BEGIN Provided data
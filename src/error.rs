//! # Error Handling
//!
//! Domain errors for the credential and sync engine ([`SyncCoreError`]) and the
//! problem+json HTTP representation ([`ApiError`]) they are translated into at
//! the handler boundary.

use axum::{
    extract::rejection::{JsonRejection, QueryRejection},
    http::{HeaderMap, HeaderValue, StatusCode},
    response::{IntoResponse, Response},
};
use serde::{Deserialize, Serialize};
use serde_json::json;
use thiserror::Error;
use utoipa::ToSchema;

use crate::crypto::CryptoError;
use crate::telemetry;

/// Maximum number of characters of an upstream body echoed back in details
const BODY_SNIPPET_CHARS: usize = 200;

/// Unified API error response structure
#[derive(Debug, Clone, Serialize, ToSchema)]
pub struct ApiError {
    /// HTTP status code for the response
    #[serde(skip_serializing, skip_deserializing)]
    pub status: StatusCode,
    /// Error code for programmatic handling
    pub code: Box<str>,
    /// Human-readable error message
    pub message: Box<str>,
    /// Additional error details (optional)
    #[serde(skip_serializing_if = "Option::is_none")]
    pub details: Option<Box<serde_json::Value>>,
    /// Suggested retry delay in seconds (optional)
    pub retry_after: Option<u64>,
    /// Correlation trace ID for debugging (optional)
    #[serde(skip_serializing_if = "Option::is_none")]
    pub trace_id: Option<Box<str>>,
}

impl ApiError {
    /// Create a new API error with the given status code and message
    pub fn new(status: StatusCode, code: &str, message: &str) -> Self {
        Self {
            status,
            code: code.into(),
            message: message.into(),
            details: None,
            retry_after: None,
            trace_id: Self::current_trace_id(),
        }
    }

    /// Add details to the error
    pub fn with_details<V: Into<serde_json::Value>>(mut self, details: V) -> Self {
        self.details = Some(Box::new(details.into()));
        self
    }

    /// Set retry after delay
    pub fn with_retry_after(mut self, seconds: u64) -> Self {
        self.retry_after = Some(seconds);
        self
    }

    /// Extract the request trace ID, falling back to a short correlation ID
    fn current_trace_id() -> Option<Box<str>> {
        telemetry::current_trace_id()
            .map(|trace_id| trace_id.into_boxed_str())
            .or_else(|| {
                Some(format!("corr-{}", &uuid::Uuid::new_v4().to_string()[..8]).into_boxed_str())
            })
    }
}

/// Domain error taxonomy shared by the vault, OAuth coordinator and sync engine
#[derive(Debug, Error)]
pub enum SyncCoreError {
    #[error("{provider} is not connected")]
    NotConnected { provider: String },

    #[error("reauthorization required for {provider}: {reason}")]
    ReauthRequired { provider: String, reason: String },

    #[error("token exchange with {provider} failed: {body}")]
    OAuthExchange {
        provider: String,
        /// Upstream HTTP status; `None` for transport failures
        status: Option<u16>,
        body: String,
    },

    #[error("stored credential could not be decrypted: {0}")]
    Decryption(#[from] CryptoError),

    #[error("authorization state is missing, expired, mismatched or already used")]
    CsrfValidation,

    #[error("rate limit exceeded; retry in {retry_after_secs}s")]
    RateLimitExceeded { retry_after_secs: u64 },

    #[error("{provider} API error: {message}")]
    ProviderApi {
        provider: String,
        status: Option<u16>,
        retryable: bool,
        message: String,
    },

    #[error("{0}")]
    Validation(String),

    #[error("{operation} timed out after {seconds}s")]
    Timeout { operation: String, seconds: u64 },

    #[error("database error: {0}")]
    Database(#[from] sea_orm::DbErr),

    #[error("internal error: {0}")]
    Internal(String),
}

impl SyncCoreError {
    pub fn reauth(provider: &str, reason: impl Into<String>) -> Self {
        SyncCoreError::ReauthRequired {
            provider: provider.to_string(),
            reason: reason.into(),
        }
    }

    /// Classify an upstream HTTP status: 5xx and 429 are retryable
    pub fn provider_status(provider: &str, status: u16, body: &str) -> Self {
        SyncCoreError::ProviderApi {
            provider: provider.to_string(),
            status: Some(status),
            retryable: status >= 500 || status == 429,
            message: format!("status {}: {}", status, truncate(body)),
        }
    }

    /// Transport-level failure (connect, TLS, body read); always retryable
    pub fn provider_transport(provider: &str, err: impl std::fmt::Display) -> Self {
        SyncCoreError::ProviderApi {
            provider: provider.to_string(),
            status: None,
            retryable: true,
            message: err.to_string(),
        }
    }

    /// Whether the next scheduled cycle can be expected to succeed without user action
    pub fn is_retryable(&self) -> bool {
        match self {
            SyncCoreError::ProviderApi { retryable, .. } => *retryable,
            SyncCoreError::Timeout { .. } | SyncCoreError::Database(_) => true,
            SyncCoreError::OAuthExchange { status, .. } => status.is_none_or(|s| s >= 500),
            _ => false,
        }
    }

    /// Whether the user must reconnect the provider
    pub fn requires_reauth(&self) -> bool {
        matches!(
            self,
            SyncCoreError::ReauthRequired { .. } | SyncCoreError::Decryption(_)
        )
    }
}

fn truncate(body: &str) -> String {
    if body.chars().count() > BODY_SNIPPET_CHARS {
        let truncated: String = body.chars().take(BODY_SNIPPET_CHARS).collect();
        format!("{}...", truncated)
    } else {
        body.to_string()
    }
}

pub(crate) fn is_unique_violation(error: &sea_orm::DbErr) -> bool {
    use sea_orm::RuntimeErr;

    const PG_UNIQUE: &str = "23505";
    const SQLITE_DUPLICATE_CODES: &[&str] = &["1555", "2067"];

    let runtime_err = match error {
        sea_orm::DbErr::Query(RuntimeErr::SqlxError(sqlx_err))
        | sea_orm::DbErr::Exec(RuntimeErr::SqlxError(sqlx_err)) => sqlx_err,
        _ => return false,
    };

    let Some(db_error) = runtime_err.as_database_error() else {
        return false;
    };

    if db_error.is_unique_violation() {
        return true;
    }

    db_error.code().is_some_and(|code| {
        let code_str = code.as_ref();
        code_str == PG_UNIQUE || SQLITE_DUPLICATE_CODES.contains(&code_str)
    })
}

/// Upstream provider error information
#[derive(Debug, Clone, Serialize, Deserialize, ToSchema)]
pub struct ProviderError {
    /// Provider identifier (e.g., "github", "slack")
    pub provider: String,
    /// HTTP status code from upstream
    pub status: Option<u16>,
    /// Response body snippet from upstream (truncated)
    pub body_snippet: Option<String>,
}

impl IntoResponse for ApiError {
    fn into_response(self) -> Response {
        let mut headers = HeaderMap::new();
        headers.insert(
            "content-type",
            HeaderValue::from_static("application/problem+json"),
        );

        if let Some(retry_after) = self.retry_after
            && let Ok(header_value) = HeaderValue::from_str(&retry_after.to_string())
        {
            headers.insert("retry-after", header_value);
        }

        (self.status, headers, axum::Json(self)).into_response()
    }
}

impl From<SyncCoreError> for ApiError {
    fn from(error: SyncCoreError) -> Self {
        match error {
            SyncCoreError::NotConnected { provider } => ApiError::new(
                StatusCode::NOT_FOUND,
                "NOT_CONNECTED",
                &format!("{} is not connected", provider),
            ),
            SyncCoreError::ReauthRequired { provider, .. } => ApiError::new(
                StatusCode::UNAUTHORIZED,
                "REAUTH_REQUIRED",
                &format!("Reauthorization required for {}", provider),
            )
            .with_details(json!({ "provider": provider })),
            SyncCoreError::Decryption(err) => {
                tracing::error!(error = %err, "Credential decryption failed");
                ApiError::new(
                    StatusCode::UNAUTHORIZED,
                    "REAUTH_REQUIRED",
                    "Stored credential is unusable; reconnect the provider",
                )
            }
            SyncCoreError::OAuthExchange {
                provider,
                status,
                body,
            } => {
                let details = json!(ProviderError {
                    provider: provider.clone(),
                    status,
                    body_snippet: Some(truncate(&body)),
                });
                match status {
                    Some(s) if (400..500).contains(&s) => ApiError::new(
                        StatusCode::BAD_REQUEST,
                        "OAUTH_EXCHANGE_FAILED",
                        &format!("{} rejected the authorization code", provider),
                    ),
                    _ => ApiError::new(
                        StatusCode::SERVICE_UNAVAILABLE,
                        "PROVIDER_ERROR",
                        &format!("{} token endpoint unavailable", provider),
                    ),
                }
                .with_details(details)
            }
            SyncCoreError::CsrfValidation => ApiError::new(
                StatusCode::BAD_REQUEST,
                "CSRF_VALIDATION_FAILED",
                "Authorization state is invalid or expired",
            ),
            SyncCoreError::RateLimitExceeded { retry_after_secs } => ApiError::new(
                StatusCode::TOO_MANY_REQUESTS,
                "RATE_LIMITED",
                "Rate limit exceeded",
            )
            .with_retry_after(retry_after_secs),
            SyncCoreError::ProviderApi {
                provider,
                status,
                retryable,
                message,
            } => {
                let details = json!(ProviderError {
                    provider: provider.clone(),
                    status,
                    body_snippet: Some(truncate(&message)),
                });
                let status_code = if retryable {
                    StatusCode::SERVICE_UNAVAILABLE
                } else {
                    StatusCode::BAD_REQUEST
                };
                ApiError::new(
                    status_code,
                    "PROVIDER_ERROR",
                    &format!("{} request failed", provider),
                )
                .with_details(details)
            }
            SyncCoreError::Validation(message) => {
                ApiError::new(StatusCode::BAD_REQUEST, "VALIDATION_FAILED", &message)
            }
            SyncCoreError::Timeout { operation, seconds } => ApiError::new(
                StatusCode::SERVICE_UNAVAILABLE,
                "UPSTREAM_TIMEOUT",
                &format!("{} timed out after {}s", operation, seconds),
            ),
            SyncCoreError::Database(err) => err.into(),
            SyncCoreError::Internal(message) => {
                tracing::error!(%message, "Internal error");
                ApiError::new(
                    StatusCode::INTERNAL_SERVER_ERROR,
                    "INTERNAL_SERVER_ERROR",
                    "An internal error occurred",
                )
            }
        }
    }
}

impl From<anyhow::Error> for ApiError {
    fn from(error: anyhow::Error) -> Self {
        tracing::error!("Internal error: {:?}", error);

        Self::new(
            StatusCode::INTERNAL_SERVER_ERROR,
            "INTERNAL_SERVER_ERROR",
            "An internal error occurred",
        )
    }
}

impl From<JsonRejection> for ApiError {
    fn from(rejection: JsonRejection) -> Self {
        let message = match rejection {
            JsonRejection::JsonDataError(err) => format!("Invalid JSON: {}", err),
            JsonRejection::JsonSyntaxError(err) => format!("JSON syntax error: {}", err),
            JsonRejection::MissingJsonContentType(_) => {
                "Missing 'Content-Type: application/json' header".to_string()
            }
            _ => "Invalid request body".to_string(),
        };

        Self::new(StatusCode::BAD_REQUEST, "VALIDATION_FAILED", &message)
    }
}

impl From<QueryRejection> for ApiError {
    fn from(rejection: QueryRejection) -> Self {
        Self::new(
            StatusCode::BAD_REQUEST,
            "VALIDATION_FAILED",
            &format!("Invalid query parameters: {}", rejection.body_text()),
        )
    }
}

impl From<sea_orm::DbErr> for ApiError {
    fn from(error: sea_orm::DbErr) -> Self {
        if is_unique_violation(&error) {
            tracing::debug!(?error, "Unique constraint violation detected");
            return Self::new(StatusCode::CONFLICT, "CONFLICT", "Resource already exists");
        }

        match error {
            sea_orm::DbErr::RecordNotFound(record) => Self::new(
                StatusCode::NOT_FOUND,
                "NOT_FOUND",
                &format!("Record not found: {}", record),
            ),
            sea_orm::DbErr::Conn(connection_err) => {
                tracing::error!("Database connection error: {:?}", connection_err);
                Self::new(
                    StatusCode::SERVICE_UNAVAILABLE,
                    "SERVICE_UNAVAILABLE",
                    "Database service unavailable",
                )
            }
            _ => {
                tracing::error!("Database error: {:?}", error);
                Self::new(
                    StatusCode::INTERNAL_SERVER_ERROR,
                    "INTERNAL_SERVER_ERROR",
                    "Database error occurred",
                )
            }
        }
    }
}

/// Create an unauthorized error (401)
pub fn unauthorized(message: Option<&str>) -> ApiError {
    let msg = message.unwrap_or("Authentication required");
    ApiError::new(StatusCode::UNAUTHORIZED, "UNAUTHORIZED", msg)
}

/// Create a not found error (404)
pub fn not_found(message: &str) -> ApiError {
    ApiError::new(StatusCode::NOT_FOUND, "NOT_FOUND", message)
}

/// Create a validation error with field details
pub fn validation_error(message: &str, field_errors: serde_json::Value) -> ApiError {
    ApiError::new(StatusCode::BAD_REQUEST, "VALIDATION_FAILED", message).with_details(field_errors)
}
END Provided data
**Task directions**
List all lines from the entries that include the word "optional".

**Response**
    /// Additional error details (optional)
    /// Suggested retry delay in seconds (optional)
    /// Correlation trace ID for debugging (optional)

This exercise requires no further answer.